(Assigned task): Needed from the data below: every line from the one with "any pending run." up to and including the one with "if self.deps.as_ref() == Some(&deps)", repeated exactly and with nothing else.

(Materials provided):
"""

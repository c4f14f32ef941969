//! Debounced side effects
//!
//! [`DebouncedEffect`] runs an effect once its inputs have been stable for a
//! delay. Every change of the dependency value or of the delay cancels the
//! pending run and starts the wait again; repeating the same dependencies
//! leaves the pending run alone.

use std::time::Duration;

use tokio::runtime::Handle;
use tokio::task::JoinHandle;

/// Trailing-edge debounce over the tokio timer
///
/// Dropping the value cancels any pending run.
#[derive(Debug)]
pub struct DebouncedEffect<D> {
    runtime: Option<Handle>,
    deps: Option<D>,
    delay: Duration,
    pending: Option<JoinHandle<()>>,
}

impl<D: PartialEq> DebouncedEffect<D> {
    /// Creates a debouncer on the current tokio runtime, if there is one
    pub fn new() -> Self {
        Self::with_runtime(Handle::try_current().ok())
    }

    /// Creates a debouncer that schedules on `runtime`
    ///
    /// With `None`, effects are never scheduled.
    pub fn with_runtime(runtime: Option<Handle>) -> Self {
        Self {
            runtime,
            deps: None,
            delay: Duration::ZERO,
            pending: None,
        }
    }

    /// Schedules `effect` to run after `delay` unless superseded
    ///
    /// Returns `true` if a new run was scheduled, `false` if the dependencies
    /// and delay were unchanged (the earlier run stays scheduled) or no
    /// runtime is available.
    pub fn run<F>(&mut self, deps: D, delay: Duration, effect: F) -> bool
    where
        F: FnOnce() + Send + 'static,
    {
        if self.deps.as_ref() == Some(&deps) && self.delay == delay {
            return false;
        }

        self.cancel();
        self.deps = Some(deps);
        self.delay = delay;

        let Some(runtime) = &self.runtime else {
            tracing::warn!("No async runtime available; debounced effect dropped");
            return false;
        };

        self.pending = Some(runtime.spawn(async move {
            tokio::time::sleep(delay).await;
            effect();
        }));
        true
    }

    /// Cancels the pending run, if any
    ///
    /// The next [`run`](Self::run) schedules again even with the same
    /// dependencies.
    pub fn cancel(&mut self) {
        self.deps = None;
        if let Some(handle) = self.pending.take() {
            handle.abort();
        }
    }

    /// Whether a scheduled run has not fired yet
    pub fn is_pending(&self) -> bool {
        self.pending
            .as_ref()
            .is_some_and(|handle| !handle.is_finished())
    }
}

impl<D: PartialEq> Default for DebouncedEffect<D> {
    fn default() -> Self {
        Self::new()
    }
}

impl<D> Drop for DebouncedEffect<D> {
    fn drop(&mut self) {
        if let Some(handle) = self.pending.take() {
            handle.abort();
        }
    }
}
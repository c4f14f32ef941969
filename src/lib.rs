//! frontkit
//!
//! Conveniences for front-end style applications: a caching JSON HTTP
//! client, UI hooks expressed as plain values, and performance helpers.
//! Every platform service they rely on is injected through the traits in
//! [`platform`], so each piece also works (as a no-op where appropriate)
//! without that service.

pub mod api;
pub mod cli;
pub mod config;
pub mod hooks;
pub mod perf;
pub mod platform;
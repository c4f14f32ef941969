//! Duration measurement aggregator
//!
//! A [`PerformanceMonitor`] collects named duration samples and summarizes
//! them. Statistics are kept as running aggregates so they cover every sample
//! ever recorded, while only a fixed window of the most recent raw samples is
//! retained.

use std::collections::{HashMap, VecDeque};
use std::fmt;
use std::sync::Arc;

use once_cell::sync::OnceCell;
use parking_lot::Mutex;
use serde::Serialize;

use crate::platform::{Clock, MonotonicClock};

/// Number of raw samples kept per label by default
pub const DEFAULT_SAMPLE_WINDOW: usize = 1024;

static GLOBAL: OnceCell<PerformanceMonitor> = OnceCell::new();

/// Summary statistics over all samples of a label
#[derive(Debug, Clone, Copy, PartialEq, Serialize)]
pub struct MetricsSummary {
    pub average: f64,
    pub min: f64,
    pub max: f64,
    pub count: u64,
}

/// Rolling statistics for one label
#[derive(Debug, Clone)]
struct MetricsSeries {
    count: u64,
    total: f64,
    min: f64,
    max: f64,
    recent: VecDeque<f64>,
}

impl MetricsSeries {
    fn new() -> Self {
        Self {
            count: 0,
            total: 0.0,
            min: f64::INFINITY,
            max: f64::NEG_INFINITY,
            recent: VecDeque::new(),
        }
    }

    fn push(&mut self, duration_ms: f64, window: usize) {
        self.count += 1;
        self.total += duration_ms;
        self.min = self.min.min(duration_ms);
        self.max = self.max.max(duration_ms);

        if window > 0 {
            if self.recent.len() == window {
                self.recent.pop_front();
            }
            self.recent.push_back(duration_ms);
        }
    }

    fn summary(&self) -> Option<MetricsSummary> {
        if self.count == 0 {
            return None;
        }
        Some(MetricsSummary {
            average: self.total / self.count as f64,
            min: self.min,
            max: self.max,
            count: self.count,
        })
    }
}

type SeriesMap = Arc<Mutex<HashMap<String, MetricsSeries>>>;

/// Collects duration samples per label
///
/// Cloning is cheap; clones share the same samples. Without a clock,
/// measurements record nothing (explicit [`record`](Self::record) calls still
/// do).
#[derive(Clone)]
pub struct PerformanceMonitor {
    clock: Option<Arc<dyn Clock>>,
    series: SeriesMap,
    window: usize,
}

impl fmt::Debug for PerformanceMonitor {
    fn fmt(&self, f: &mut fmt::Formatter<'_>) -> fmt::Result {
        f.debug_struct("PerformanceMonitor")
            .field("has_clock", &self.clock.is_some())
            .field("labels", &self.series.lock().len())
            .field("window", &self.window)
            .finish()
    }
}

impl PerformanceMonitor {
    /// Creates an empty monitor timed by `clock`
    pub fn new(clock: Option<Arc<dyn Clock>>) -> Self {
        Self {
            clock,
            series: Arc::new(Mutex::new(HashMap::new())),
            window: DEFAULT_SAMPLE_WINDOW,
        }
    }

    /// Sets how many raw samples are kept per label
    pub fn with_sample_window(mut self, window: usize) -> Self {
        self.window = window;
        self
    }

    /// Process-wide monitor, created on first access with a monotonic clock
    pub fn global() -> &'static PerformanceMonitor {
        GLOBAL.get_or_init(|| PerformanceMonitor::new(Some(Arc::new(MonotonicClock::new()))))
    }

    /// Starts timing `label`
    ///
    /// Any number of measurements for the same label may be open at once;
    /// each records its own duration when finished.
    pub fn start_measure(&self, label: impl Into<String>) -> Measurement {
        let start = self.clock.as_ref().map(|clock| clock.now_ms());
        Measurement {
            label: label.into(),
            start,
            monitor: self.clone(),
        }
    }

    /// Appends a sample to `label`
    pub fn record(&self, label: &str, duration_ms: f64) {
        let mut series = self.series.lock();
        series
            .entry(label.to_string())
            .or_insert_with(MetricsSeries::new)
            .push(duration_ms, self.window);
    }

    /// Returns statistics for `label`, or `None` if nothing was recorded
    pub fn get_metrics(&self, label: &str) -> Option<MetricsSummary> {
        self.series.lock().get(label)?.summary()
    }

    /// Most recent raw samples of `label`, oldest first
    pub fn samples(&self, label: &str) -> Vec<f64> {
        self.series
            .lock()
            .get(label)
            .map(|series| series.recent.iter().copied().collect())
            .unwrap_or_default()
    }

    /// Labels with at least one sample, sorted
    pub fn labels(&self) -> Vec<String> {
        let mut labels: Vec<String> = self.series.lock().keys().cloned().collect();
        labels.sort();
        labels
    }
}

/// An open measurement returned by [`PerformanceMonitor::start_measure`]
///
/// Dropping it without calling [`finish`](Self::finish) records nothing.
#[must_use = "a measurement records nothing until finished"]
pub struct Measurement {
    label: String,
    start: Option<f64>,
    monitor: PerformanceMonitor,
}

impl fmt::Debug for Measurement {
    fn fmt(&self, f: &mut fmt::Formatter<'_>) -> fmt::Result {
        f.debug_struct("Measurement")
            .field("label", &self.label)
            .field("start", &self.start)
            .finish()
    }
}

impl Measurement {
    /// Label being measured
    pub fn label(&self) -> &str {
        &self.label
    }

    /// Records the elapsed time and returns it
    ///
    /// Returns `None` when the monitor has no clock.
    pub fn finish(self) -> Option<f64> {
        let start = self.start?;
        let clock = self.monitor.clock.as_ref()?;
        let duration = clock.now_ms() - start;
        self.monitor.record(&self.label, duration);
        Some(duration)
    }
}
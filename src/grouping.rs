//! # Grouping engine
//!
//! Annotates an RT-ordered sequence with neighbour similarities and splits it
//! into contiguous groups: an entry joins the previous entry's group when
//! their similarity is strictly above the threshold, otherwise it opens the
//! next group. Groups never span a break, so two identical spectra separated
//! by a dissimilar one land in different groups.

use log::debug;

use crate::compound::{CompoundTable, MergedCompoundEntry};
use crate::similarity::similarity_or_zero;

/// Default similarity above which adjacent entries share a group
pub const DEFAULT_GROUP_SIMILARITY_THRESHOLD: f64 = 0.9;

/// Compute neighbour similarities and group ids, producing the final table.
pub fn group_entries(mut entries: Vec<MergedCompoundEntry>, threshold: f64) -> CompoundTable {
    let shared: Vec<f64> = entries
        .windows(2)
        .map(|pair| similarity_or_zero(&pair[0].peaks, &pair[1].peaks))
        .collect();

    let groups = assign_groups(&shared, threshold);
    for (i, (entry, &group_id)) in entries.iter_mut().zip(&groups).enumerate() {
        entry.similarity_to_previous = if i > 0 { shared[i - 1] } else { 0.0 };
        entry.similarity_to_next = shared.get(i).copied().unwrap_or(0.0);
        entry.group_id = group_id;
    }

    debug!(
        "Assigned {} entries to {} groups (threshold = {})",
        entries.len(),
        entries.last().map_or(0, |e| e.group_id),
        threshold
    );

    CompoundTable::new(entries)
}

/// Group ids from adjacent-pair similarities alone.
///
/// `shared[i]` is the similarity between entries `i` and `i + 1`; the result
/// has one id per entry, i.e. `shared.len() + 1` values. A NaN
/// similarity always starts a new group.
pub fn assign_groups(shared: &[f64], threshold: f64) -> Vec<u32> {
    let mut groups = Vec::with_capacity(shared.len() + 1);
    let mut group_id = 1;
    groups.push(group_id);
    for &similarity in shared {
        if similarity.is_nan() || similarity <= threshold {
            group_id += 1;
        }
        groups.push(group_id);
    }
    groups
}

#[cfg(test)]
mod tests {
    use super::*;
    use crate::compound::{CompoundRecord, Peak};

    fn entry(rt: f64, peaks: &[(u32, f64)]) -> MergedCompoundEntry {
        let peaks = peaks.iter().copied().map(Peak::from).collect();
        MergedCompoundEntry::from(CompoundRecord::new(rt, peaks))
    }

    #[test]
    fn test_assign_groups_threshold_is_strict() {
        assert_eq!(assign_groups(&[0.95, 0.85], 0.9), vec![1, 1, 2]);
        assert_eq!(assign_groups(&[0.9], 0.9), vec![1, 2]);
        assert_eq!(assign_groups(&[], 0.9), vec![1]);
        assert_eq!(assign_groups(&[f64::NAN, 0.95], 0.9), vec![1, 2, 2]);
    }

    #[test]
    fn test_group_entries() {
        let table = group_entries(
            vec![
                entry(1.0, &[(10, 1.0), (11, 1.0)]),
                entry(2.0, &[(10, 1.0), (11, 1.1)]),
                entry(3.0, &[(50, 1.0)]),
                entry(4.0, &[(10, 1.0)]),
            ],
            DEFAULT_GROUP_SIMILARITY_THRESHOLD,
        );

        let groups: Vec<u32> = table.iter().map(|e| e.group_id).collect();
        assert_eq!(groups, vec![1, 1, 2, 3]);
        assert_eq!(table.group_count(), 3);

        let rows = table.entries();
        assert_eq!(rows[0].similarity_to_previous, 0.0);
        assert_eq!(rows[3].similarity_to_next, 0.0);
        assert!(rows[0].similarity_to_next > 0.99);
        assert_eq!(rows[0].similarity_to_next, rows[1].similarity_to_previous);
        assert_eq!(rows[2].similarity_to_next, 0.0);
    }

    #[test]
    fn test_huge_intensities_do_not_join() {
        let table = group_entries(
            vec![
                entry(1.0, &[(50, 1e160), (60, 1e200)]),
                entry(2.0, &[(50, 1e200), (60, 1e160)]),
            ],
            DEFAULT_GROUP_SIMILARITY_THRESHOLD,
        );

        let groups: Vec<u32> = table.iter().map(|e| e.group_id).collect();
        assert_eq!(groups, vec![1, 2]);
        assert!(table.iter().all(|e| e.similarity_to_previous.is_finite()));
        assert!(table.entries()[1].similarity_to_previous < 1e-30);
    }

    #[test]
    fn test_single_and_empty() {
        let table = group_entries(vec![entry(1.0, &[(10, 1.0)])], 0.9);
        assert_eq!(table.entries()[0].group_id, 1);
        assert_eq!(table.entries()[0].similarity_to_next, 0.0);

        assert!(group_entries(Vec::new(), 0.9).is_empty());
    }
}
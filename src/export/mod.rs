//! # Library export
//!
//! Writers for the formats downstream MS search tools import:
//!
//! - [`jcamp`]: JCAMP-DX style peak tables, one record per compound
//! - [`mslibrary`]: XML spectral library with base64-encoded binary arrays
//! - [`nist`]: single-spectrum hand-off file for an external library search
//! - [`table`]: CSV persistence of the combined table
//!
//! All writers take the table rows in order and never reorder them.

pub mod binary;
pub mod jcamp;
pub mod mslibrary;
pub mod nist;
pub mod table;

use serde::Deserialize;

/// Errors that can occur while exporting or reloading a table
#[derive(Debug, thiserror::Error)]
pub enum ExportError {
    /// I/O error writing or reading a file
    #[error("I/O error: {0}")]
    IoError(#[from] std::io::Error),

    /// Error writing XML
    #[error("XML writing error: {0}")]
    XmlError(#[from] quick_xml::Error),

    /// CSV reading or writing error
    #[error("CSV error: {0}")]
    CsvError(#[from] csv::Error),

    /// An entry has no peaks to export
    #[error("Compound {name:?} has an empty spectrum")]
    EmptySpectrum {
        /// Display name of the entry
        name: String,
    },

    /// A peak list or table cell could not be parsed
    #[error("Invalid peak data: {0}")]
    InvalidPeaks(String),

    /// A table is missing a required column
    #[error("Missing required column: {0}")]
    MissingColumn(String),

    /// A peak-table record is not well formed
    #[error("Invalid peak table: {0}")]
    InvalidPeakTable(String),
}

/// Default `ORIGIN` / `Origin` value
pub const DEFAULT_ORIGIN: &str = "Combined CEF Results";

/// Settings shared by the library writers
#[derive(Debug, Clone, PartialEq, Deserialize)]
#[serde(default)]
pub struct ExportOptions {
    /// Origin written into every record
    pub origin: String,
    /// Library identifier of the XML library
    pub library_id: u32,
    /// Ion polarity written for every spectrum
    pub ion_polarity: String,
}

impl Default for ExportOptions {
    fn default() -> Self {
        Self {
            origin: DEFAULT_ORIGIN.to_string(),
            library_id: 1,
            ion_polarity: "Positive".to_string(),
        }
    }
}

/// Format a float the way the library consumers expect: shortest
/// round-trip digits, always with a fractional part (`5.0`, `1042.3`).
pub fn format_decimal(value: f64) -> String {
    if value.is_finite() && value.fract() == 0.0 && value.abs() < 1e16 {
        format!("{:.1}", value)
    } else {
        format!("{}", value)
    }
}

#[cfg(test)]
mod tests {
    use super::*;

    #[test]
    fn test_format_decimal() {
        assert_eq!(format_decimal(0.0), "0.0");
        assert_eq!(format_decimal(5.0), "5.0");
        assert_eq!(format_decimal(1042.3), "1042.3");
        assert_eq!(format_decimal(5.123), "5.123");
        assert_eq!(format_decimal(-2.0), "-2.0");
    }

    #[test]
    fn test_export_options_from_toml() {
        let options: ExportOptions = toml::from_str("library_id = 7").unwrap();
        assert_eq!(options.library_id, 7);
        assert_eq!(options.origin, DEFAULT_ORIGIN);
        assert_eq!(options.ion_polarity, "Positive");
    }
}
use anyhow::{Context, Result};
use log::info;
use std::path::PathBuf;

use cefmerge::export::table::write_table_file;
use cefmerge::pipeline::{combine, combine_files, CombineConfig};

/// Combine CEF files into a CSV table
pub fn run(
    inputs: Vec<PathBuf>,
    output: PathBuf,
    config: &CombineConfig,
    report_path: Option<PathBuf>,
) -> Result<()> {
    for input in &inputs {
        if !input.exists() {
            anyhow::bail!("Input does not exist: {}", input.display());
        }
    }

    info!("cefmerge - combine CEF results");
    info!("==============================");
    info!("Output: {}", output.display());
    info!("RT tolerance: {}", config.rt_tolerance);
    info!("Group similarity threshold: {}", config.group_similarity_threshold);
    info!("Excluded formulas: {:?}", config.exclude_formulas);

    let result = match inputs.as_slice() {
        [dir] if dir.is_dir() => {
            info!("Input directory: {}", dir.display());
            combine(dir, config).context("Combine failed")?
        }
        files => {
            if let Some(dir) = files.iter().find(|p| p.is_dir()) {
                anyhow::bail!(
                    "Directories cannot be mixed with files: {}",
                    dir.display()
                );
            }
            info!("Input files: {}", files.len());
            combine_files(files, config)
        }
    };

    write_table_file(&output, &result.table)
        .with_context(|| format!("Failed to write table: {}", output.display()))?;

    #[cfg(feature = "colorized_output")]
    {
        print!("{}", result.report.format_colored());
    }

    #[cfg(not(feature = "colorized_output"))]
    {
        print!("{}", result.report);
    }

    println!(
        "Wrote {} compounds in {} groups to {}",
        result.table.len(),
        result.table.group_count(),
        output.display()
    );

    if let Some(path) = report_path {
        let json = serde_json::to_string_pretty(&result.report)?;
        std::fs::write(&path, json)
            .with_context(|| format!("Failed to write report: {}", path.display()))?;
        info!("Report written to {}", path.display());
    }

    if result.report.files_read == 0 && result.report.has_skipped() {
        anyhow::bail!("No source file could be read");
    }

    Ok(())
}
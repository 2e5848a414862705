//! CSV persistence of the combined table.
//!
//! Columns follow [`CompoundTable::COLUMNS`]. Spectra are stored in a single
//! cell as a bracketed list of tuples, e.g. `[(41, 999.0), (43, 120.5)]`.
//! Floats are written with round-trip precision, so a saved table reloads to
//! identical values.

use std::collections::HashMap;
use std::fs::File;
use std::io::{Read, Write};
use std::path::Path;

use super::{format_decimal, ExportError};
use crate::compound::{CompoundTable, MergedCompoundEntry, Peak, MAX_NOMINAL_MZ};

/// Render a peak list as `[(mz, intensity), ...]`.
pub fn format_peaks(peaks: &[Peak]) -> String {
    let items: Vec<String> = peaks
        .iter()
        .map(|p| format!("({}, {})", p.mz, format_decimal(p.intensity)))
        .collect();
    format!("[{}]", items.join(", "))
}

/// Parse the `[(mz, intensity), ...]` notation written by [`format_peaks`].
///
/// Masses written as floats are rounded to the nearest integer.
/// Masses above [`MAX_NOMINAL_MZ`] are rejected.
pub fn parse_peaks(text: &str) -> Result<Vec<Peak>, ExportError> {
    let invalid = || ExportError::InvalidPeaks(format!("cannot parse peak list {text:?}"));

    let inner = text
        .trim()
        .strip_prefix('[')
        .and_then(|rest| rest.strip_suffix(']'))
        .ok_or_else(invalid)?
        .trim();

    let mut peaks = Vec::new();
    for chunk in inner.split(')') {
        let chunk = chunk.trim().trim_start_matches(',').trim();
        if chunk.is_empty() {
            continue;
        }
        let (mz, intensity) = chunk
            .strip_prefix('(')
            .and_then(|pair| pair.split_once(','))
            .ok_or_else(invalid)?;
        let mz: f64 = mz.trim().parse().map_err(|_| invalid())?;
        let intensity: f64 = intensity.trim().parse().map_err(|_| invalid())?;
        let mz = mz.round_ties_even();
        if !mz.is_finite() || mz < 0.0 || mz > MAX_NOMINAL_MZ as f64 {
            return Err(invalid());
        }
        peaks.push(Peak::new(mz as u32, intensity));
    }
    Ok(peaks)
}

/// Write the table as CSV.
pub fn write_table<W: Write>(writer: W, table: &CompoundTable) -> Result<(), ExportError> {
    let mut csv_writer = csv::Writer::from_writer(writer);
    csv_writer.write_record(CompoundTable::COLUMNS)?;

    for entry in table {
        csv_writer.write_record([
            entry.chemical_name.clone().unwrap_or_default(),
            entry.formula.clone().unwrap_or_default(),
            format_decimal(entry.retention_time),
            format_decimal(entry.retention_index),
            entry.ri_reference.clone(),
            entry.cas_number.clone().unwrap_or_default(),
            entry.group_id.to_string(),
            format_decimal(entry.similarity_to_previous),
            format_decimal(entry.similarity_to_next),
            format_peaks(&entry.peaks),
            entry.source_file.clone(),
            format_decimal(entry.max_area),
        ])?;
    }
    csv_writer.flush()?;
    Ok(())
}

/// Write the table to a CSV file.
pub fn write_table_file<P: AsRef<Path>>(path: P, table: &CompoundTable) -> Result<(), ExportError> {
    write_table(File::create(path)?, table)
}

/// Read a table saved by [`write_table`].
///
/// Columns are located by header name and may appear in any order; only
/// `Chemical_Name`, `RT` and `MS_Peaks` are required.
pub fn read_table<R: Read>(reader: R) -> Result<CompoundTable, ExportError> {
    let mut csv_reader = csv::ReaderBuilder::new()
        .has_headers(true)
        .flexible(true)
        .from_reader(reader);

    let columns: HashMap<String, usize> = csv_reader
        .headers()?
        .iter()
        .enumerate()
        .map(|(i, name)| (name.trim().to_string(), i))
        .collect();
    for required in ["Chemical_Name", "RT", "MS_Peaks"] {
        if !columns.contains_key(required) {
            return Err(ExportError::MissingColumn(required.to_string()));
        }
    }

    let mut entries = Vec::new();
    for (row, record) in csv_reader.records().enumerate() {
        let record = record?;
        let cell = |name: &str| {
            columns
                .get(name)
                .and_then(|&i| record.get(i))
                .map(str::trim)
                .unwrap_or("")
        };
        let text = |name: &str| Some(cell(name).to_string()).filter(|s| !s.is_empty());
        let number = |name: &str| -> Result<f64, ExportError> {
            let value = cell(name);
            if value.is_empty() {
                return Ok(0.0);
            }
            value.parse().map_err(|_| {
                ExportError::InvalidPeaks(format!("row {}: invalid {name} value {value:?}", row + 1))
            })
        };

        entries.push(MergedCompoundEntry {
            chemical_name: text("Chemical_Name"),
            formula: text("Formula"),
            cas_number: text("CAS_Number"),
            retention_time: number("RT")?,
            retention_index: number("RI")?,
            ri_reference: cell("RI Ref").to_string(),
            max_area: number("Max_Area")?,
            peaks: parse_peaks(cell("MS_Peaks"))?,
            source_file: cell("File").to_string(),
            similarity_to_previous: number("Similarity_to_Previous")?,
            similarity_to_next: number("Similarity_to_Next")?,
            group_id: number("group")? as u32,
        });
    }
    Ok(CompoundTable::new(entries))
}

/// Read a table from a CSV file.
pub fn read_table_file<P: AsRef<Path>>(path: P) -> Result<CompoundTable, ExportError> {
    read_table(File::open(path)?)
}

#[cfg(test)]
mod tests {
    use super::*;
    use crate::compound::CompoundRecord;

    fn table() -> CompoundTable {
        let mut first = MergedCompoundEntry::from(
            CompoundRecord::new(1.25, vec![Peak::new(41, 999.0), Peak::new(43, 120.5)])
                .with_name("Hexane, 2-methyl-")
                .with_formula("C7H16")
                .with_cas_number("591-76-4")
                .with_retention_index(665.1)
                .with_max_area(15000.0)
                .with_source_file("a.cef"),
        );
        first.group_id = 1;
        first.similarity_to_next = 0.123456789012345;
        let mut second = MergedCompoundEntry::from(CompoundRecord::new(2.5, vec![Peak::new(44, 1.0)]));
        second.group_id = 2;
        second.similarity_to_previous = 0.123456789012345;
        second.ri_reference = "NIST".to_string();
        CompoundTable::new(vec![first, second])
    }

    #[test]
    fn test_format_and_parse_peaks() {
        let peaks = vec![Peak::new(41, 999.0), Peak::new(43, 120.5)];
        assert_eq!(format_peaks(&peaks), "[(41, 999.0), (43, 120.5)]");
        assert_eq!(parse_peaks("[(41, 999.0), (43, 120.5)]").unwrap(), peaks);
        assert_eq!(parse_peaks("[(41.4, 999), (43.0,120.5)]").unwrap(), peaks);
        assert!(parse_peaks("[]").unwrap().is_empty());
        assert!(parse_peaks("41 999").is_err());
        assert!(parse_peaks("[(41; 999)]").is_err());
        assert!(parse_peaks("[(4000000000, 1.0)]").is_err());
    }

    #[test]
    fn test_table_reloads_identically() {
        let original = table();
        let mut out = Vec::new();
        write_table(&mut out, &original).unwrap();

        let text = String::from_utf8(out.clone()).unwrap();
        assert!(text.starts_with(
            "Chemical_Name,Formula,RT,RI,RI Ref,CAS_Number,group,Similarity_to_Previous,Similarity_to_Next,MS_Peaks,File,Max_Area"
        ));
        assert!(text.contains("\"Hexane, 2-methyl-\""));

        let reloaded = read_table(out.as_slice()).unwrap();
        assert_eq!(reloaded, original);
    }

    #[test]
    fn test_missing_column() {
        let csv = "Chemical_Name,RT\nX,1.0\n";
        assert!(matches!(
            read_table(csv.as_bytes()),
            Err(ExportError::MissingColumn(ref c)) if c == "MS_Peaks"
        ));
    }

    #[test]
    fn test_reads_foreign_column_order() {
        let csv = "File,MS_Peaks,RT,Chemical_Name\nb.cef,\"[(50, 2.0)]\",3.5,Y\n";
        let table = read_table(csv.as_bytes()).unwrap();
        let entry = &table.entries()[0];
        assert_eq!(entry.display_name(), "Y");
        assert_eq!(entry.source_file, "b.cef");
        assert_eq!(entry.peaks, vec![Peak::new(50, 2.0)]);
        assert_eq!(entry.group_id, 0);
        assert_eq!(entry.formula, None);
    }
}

"""

(Task solution):
/// Dropping the value cancels any pending run.
#[derive(Debug)]
pub struct DebouncedEffect<D> {
    runtime: Option<Handle>,
    deps: Option<D>,
    delay: Duration,
    pending: Option<JoinHandle<()>>,
}

impl<D: PartialEq> DebouncedEffect<D> {
    /// Creates a debouncer on the current tokio runtime, if there is one
    pub fn new() -> Self {
        Self::with_runtime(Handle::try_current().ok())
    }

    /// Creates a debouncer that schedules on `runtime`
    ///
    /// With `None`, effects are never scheduled.
    pub fn with_runtime(runtime: Option<Handle>) -> Self {
        Self {
            runtime,
            deps: None,
            delay: Duration::ZERO,
            pending: None,
        }
    }

    /// Schedules `effect` to run after `delay` unless superseded
    ///
    /// Returns `true` if a new run was scheduled, `false` if the dependencies
    /// and delay were unchanged (the earlier run stays scheduled) or no
    /// runtime is available.
    pub fn run<F>(&mut self, deps: D, delay: Duration, effect: F) -> bool
    where
        F: FnOnce() + Send + 'static,
    {
        if self.deps.as_ref() == Some(&deps) && self.delay == delay {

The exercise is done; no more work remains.